Characterization Molecular Axis – Schizophrenia (Basic Research)

CREATIO EXPANDS RESEARCH INITIATIVES TO SCHIZOPHRENIA AND CONTRIBUTES TO THE CHARACTERIZATION OF A NEW MOLECULAR AXIS RELEVANT FOR THE PATHOPHYSIOLOGY OF THE DISEASE

In this new publication, Creatio’s research team and the group led by Dr. Albert Giralt joined forces to discover the interplay between two molecular factors, Helios and WDFY1, that could help elucidating the link between immunity and schizophrenia.

Schizophrenia is a chronic debilitating neuropsychiatric disorder affecting approximately 1% of the population worldwide. Signs and symptoms may vary, but usually involve delusions, hallucinations with disorganized speech, thinking and behavior. Over the years, it has been proposed that one of the factors contributing to schizophrenia could be aberrant interaction of the immune system with the central nervous system although the molecular mechanisms have remained poorly understood.

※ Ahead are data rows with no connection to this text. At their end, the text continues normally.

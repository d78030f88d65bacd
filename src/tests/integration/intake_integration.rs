//! Candidate Intake Integration Tests
//!
//! Comprehensive tests for the intake state machine flow.
//!
//! # Test Categories
//!
//! ## Happy Path
//! - Complete three-step flow ending in submission
//! - Sparse optional fields excluded from the record
//!
//! ## Gating and Navigation
//! - Rejected drafts leave the record untouched
//! - Jumps and go-back preserve merged data
//! - Revisiting a step overwrites its own fields only
//!
//! ## Submission Sequencing
//! - Submission requires every step to have validated
//! - Collaborator failure keeps the session for retry

use std::sync::Arc;

use crate::core::candidate::creator::{CandidateId, CreateError, MockCandidateCreator};
use crate::core::candidate::intake::{IntakeError, IntakeManager, IntakeStep, StepOutcome};
use crate::core::candidate::record::{FieldValue, StepDraft};

// ============================================================================
// Test Helpers
// ============================================================================

fn draft(fields: &[(&str, &str)]) -> StepDraft {
    fields
        .iter()
        .map(|(k, v)| (k.to_string(), FieldValue::text(*v)))
        .collect()
}

fn basic_info_draft() -> StepDraft {
    draft(&[
        ("firstName", "Jon"),
        ("lastName", "Doe"),
        ("email", "jon@x.com"),
        ("phone", "01712345678"),
    ])
}

fn edu_info_draft() -> StepDraft {
    draft(&[
        ("examName", "SSC"),
        ("institution", "ABC"),
        ("roll", "12"),
        ("registrationNo", "34"),
        ("result", "A+"),
        ("passingYear", "2015"),
    ])
}

fn past_exp_draft() -> StepDraft {
    draft(&[
        ("companyName", "Acme"),
        ("designation", "Dev"),
        ("joiningDate", "2020-01-01"),
        ("yearsOfExp", "3"),
    ])
}

/// Unwrap an outcome expected to keep the session open
fn accepted(outcome: StepOutcome) -> crate::core::candidate::intake::IntakeState {
    match outcome {
        StepOutcome::Accepted(state) => state,
        StepOutcome::Submitted(result) => {
            panic!("unexpected submission: {:?}", result.candidate_id)
        }
    }
}

// ============================================================================
// Happy Path
// ============================================================================

#[tokio::test]
async fn test_complete_intake_flow() {
    let manager = IntakeManager::default();
    let state = manager.start_intake().await;
    let intake_id = state.id.clone();

    assert_eq!(state.current_step, IntakeStep::BasicInfo);
    assert!(state.completed_steps.is_empty());

    // 1. Basic information
    let state = accepted(
        manager
            .submit_step(&intake_id, IntakeStep::BasicInfo, basic_info_draft())
            .await
            .expect("basic info should validate"),
    );
    assert_eq!(state.current_step, IntakeStep::Education);
    assert_eq!(state.record.len(), 4);

    // 2. Educational information
    let state = accepted(
        manager
            .submit_step(&intake_id, IntakeStep::Education, edu_info_draft())
            .await
            .expect("education should validate"),
    );
    assert_eq!(state.current_step, IntakeStep::Experience);
    assert_eq!(state.record.len(), 10);

    // 3. Past experience, expireDate omitted: submission fires
    let outcome = manager
        .submit_step(&intake_id, IntakeStep::Experience, past_exp_draft())
        .await
        .expect("experience should validate");

    let result = outcome.submission().expect("final step should submit").clone();
    assert_eq!(result.record.len(), 14);
    assert!(!result.record.contains("expireDate"));
    assert_eq!(
        result.record.get("firstName").and_then(FieldValue::as_text),
        Some("Jon")
    );

    // Session is cleaned up after submission
    assert!(manager.get_intake(&intake_id).await.is_none());
}

#[tokio::test]
async fn test_sparse_optionals_excluded_from_record() {
    let manager = IntakeManager::default();
    let state = manager.start_intake().await;

    let mut input = basic_info_draft();
    input.insert("ssn".to_string(), FieldValue::text(""));
    input.insert("zipCode".to_string(), FieldValue::text(""));
    input.insert("city".to_string(), FieldValue::text("Dhaka"));

    let updated = accepted(
        manager
            .submit_step(&state.id, IntakeStep::BasicInfo, input)
            .await
            .expect("draft should validate"),
    );

    assert_eq!(updated.record.len(), 5);
    assert!(!updated.record.contains("ssn"));
    assert!(!updated.record.contains("zipCode"));
    assert!(updated.record.contains("city"));
}

// ============================================================================
// Gating and Navigation
// ============================================================================

#[tokio::test]
async fn test_missing_required_field_blocks_step() {
    let manager = IntakeManager::default();
    let state = manager.start_intake().await;

    let mut input = basic_info_draft();
    input.shift_remove("email");

    let err = manager
        .submit_step(&state.id, IntakeStep::BasicInfo, input)
        .await
        .unwrap_err();

    let fields: Vec<&str> = err.field_errors().iter().map(|e| e.field.as_str()).collect();
    assert_eq!(fields, vec!["email"]);

    // Record untouched, step not completed, pointer unmoved
    let current = manager.get_intake(&state.id).await.expect("session exists");
    assert!(current.record.is_empty());
    assert!(current.completed_steps.is_empty());
    assert_eq!(current.current_step, IntakeStep::BasicInfo);
}

#[tokio::test]
async fn test_navigation_preserves_merged_data() {
    let manager = IntakeManager::default();
    let state = manager.start_intake().await;
    let intake_id = state.id.clone();

    manager
        .submit_step(&intake_id, IntakeStep::BasicInfo, basic_info_draft())
        .await
        .expect("basic info should validate");
    manager
        .submit_step(&intake_id, IntakeStep::Education, edu_info_draft())
        .await
        .expect("education should validate");

    // Jump straight back to the first tab; nothing is re-validated on arrival
    let state = manager
        .go_to_step(&intake_id, IntakeStep::BasicInfo)
        .await
        .expect("jump should succeed");
    assert_eq!(state.current_step, IntakeStep::BasicInfo);
    assert_eq!(state.record.len(), 10);

    // And forward again via go_back from Education's successor
    let state = manager
        .go_to_step(&intake_id, IntakeStep::Experience)
        .await
        .expect("jump should succeed");
    let state_back = manager.go_back(&intake_id).await.expect("go_back");
    assert_eq!(state_back.current_step, IntakeStep::Education);
    assert_eq!(state.record, state_back.record);
}

#[tokio::test]
async fn test_revisiting_step_overwrites_own_fields_only() {
    let manager = IntakeManager::default();
    let state = manager.start_intake().await;
    let intake_id = state.id.clone();

    manager
        .submit_step(&intake_id, IntakeStep::BasicInfo, basic_info_draft())
        .await
        .expect("basic info should validate");
    manager
        .submit_step(&intake_id, IntakeStep::Education, edu_info_draft())
        .await
        .expect("education should validate");

    // Back to basic info with a corrected name
    manager
        .go_to_step(&intake_id, IntakeStep::BasicInfo)
        .await
        .expect("jump should succeed");

    let mut corrected = basic_info_draft();
    corrected.insert("firstName".to_string(), FieldValue::text("Jane"));

    let updated = accepted(
        manager
            .submit_step(&intake_id, IntakeStep::BasicInfo, corrected)
            .await
            .expect("corrected draft should validate"),
    );

    assert_eq!(updated.record.len(), 10);
    assert_eq!(
        updated.record.get("firstName").and_then(FieldValue::as_text),
        Some("Jane")
    );
    assert!(updated.record.contains("examName"));

    // Earlier-step revisit still permits final submission
    let outcome = manager
        .submit_step(&intake_id, IntakeStep::Experience, past_exp_draft())
        .await
        .expect("experience should validate");
    assert!(outcome.submission().is_some());
}

// ============================================================================
// Submission Sequencing
// ============================================================================

#[tokio::test]
async fn test_submission_requires_every_step() {
    let manager = IntakeManager::default();
    let state = manager.start_intake().await;
    let intake_id = state.id.clone();

    // Jump straight to the last tab and submit it first
    manager
        .go_to_step(&intake_id, IntakeStep::Experience)
        .await
        .expect("jump should succeed");

    let err = manager
        .submit_step(&intake_id, IntakeStep::Experience, past_exp_draft())
        .await
        .unwrap_err();
    match err {
        IntakeError::StepsIncomplete(missing) => {
            assert_eq!(missing, vec![IntakeStep::BasicInfo, IntakeStep::Education]);
        }
        other => panic!("expected StepsIncomplete, got {other:?}"),
    }

    // The final step's own data was merged and kept
    let record = manager.current_record(&intake_id).await.expect("session exists");
    assert_eq!(record.len(), 4);
    assert!(record.contains("companyName"));

    // Fill in the remaining steps, then retrigger submission explicitly
    manager
        .submit_step(&intake_id, IntakeStep::BasicInfo, basic_info_draft())
        .await
        .expect("basic info should validate");
    manager
        .submit_step(&intake_id, IntakeStep::Education, edu_info_draft())
        .await
        .expect("education should validate");

    let result = manager
        .submit_candidate(&intake_id)
        .await
        .expect("all steps validated; submission should fire");
    assert_eq!(result.record.len(), 14);
    assert!(manager.get_intake(&intake_id).await.is_none());
}

#[tokio::test]
async fn test_creator_failure_keeps_record_for_retry() {
    let mut creator = MockCandidateCreator::new();
    let mut seq = mockall::Sequence::new();
    creator
        .expect_create_candidate()
        .times(1)
        .in_sequence(&mut seq)
        .returning(|_| Err(CreateError::Unavailable("service down".to_string())));
    creator
        .expect_create_candidate()
        .times(1)
        .in_sequence(&mut seq)
        .returning(|_| Ok(CandidateId("cand-42".to_string())));

    let manager = IntakeManager::new(Arc::new(creator));
    let state = manager.start_intake().await;
    let intake_id = state.id.clone();

    manager
        .submit_step(&intake_id, IntakeStep::BasicInfo, basic_info_draft())
        .await
        .expect("basic info should validate");
    manager
        .submit_step(&intake_id, IntakeStep::Education, edu_info_draft())
        .await
        .expect("education should validate");

    // First hand-off fails; nothing is lost
    let err = manager
        .submit_step(&intake_id, IntakeStep::Experience, past_exp_draft())
        .await
        .unwrap_err();
    assert!(matches!(err, IntakeError::Creation(_)));

    let retained = manager.get_intake(&intake_id).await.expect("session retained");
    assert_eq!(retained.record.len(), 14);

    // Retry succeeds and cleans up
    let result = manager
        .submit_candidate(&intake_id)
        .await
        .expect("retry should succeed");
    assert_eq!(result.candidate_id, CandidateId("cand-42".to_string()));
    assert!(manager.get_intake(&intake_id).await.is_none());
}

#[tokio::test]
async fn test_cancel_discards_session() {
    let manager = IntakeManager::default();
    let state = manager.start_intake().await;

    manager
        .submit_step(&state.id, IntakeStep::BasicInfo, basic_info_draft())
        .await
        .expect("basic info should validate");

    manager.cancel_intake(&state.id).await.expect("cancel");

    assert!(manager.get_intake(&state.id).await.is_none());
    assert!(matches!(
        manager.current_record(&state.id).await,
        Err(IntakeError::NotFound(_))
    ));
}

#[tokio::test]
async fn test_list_open_intakes() {
    let manager = IntakeManager::default();
    let first = manager.start_intake().await;
    let second = manager.start_intake().await;

    manager
        .submit_step(&second.id, IntakeStep::BasicInfo, basic_info_draft())
        .await
        .expect("basic info should validate");

    let summaries = manager.list_open_intakes().await;
    assert_eq!(summaries.len(), 2);

    let named = summaries
        .iter()
        .find(|s| s.id == second.id)
        .expect("second session listed");
    assert_eq!(named.candidate_name, Some("Jon Doe".to_string()));
    assert_eq!(named.progress_percent, 33);

    let unnamed = summaries
        .iter()
        .find(|s| s.id == first.id)
        .expect("first session listed");
    assert_eq!(unnamed.candidate_name, None);
}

Previous research directed by Creatio’s director, Dr. Canals, and by Dr. Giralt and had shown that Helios, a transcription factor classically reported as a potent regulator of molecular pathways related to immunity, was also involved in the neurodevelopment of striatum and hippocampus. Both brain regions are affected in schizophrenia patients. A high throughput RNAseq approach allowed the identification of Wdfy1 (WD Repeat and FYVE Domain Containing 1) gene as a core Helios target. The WDFY1 protein is an adaptor protein for the Toll-like receptor 3 and 4 (TLR3/4) signaling pathway and as such mediates the innate and adaptative immune responses. The present study shows that aberrantly and sustained upregulated levels of the Wdfy1 gene are a very specific and long-lasting molecular hallmark in mice devoid of Helios (He^−/− mice). Moreover, He^−/− mice display several schizophrenia-like phenotypes related to dysfunctions in the striatum and hippocampus. To validate the relevance of these observations with the disease, expression levels of WDFY1 protein were analyzed in patients and shown to be increased in the hippocampus and dorsolateral prefrontal cortex of schizophrenic patients, but not in the hippocampus of Alzheimer’s disease patients with an associated psychotic disorder underlining the specificity of the relationship between the marker and the disease. Deeper characterization was done in the mouse model and an increase in spine density was observed in medium spiny neurons (MSNs) with a decrease in the number and size of PSD-95-positive clusters in the stratum radiatum of the CA1. Interestingly, these phenotypes have been described in schizophrenic patients in previous studies. In addition, the observed alterations in structural synaptic plasticity are associated with level changes of neuronal NF-κB in the pyramidal layer of the CA1 in He^−/− mice, strengthening the link with the modulation of immune response. Taken altogether, the results demonstrate that the He^−/− mice are a valid model to study how alterations during the development of the central nervous system could account for molecular pathways typically involved with immunomodulatory processes that would later precipitate the appearance of neuropsychiatric disorders such as schizophrenic pathology.

Further research will be undertaken to describe in more detail the molecular mechanisms at work in schizophrenia and build models for drug discovery that could be exploited through the Avantdrug® platform Creatio just launched.

Creatio will proudly continue the fruitful collaboration set with the group of Dr. Giralt to characterize Ikaros family members such as Helios and to move forward to a possible cure for schizophrenia, a disease which still unfortunately requires lifelong treatment.